Efficacy and Safety of Bintrafusp Alfa, a Bifunctional Fusion Protein Targeting Transforming Growth Factor-β and Programmed Death-Ligand 1, Plus Chemotherapy in Patients With Stage IV NSCLC

Abstract

Introduction

In a phase 1 study, bintrafusp alfa was found to have an encouraging clinical activity in patients with previously treated advanced NSCLC. This study evaluated the safety and efficacy of bintrafusp alfa with chemotherapy in patients with stage IV NSCLC regardless of the programmed death-ligand 1 (PD-L1) expression status.

Methods

In this open-label, phase 1b/2 study (NCT03840915), eligible patients were assigned to one of four cohorts. Patients with previously untreated metastatic NSCLC (cohorts A, B, and C) received bintrafusp alfa with chemotherapy as first-line treatment, whereas patients whose disease progressed on previous treatment with programmed cell death protein 1 or PD-L1 inhibitors (cohort D) received bintrafusp alfa with chemotherapy as second-line treatment. The primary objective of this study was to evaluate the safety and tolerability of bintrafusp alfa with chemotherapy.

Results

Four serious and one nonserious treatment-emergent adverse events were considered dose-limiting toxicities, none of which were assessed as related to bintrafusp alfa by the investigator. Any-grade bintrafusp alfa-related adverse events occurred in 20.7% of patients in cohorts A+B+C and in 16.7% of patients in cohort D. Keratoacanthoma was the most common transforming growth factor-β inhibition-mediated skin lesion (cohorts A+B+C: 12.1% and cohort D: 8.3%).
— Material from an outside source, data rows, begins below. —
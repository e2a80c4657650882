//! Config path resolution.

use nebulabun_common::ConfigError;
use std::path::PathBuf;

/// Get the platform-specific default config file path.
pub fn default_config_path() -> Result<PathBuf, ConfigError> {
    let config_dir = dirs::config_dir()
        .ok_or_else(|| ConfigError::ParseError("could not determine config directory".into()))?;
    Ok(config_dir.join("nebulabun").join("config.toml"))
}
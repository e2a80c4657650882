//! Binding to the native WebView library.
//!
//! The library is an external C-ABI shared object that owns all window
//! creation, rendering and event handling. This crate provides:
//! - `NativeSurface`, one method per native entry point
//! - `NativeLibrary`, the `libloading` adapter implementing it
//! - argument marshaling and result decoding (`marshal`)
//! - default library path resolution (`path`)

pub mod handle;
pub mod library;
pub mod marshal;
pub mod path;
pub mod surface;

pub use handle::WindowHandle;
pub use library::NativeLibrary;
pub use path::{bundled_library_path, library_file_name, resolve_library_path};
pub use surface::NativeSurface;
In cohorts A+B+C, the overall response rate was 48.3%, and in patients with PD-L1 tumor proportion score of more than or equal to 50.0%, it was 71.4%. On the basis of an interim analysis, the data were considered mature, and no further analysis has been planned.

Conclusion

Bintrafusp alfa with chemotherapy was found to have a manageable safety profile and encouraging clinical activity in patients with stage IV NSCLC.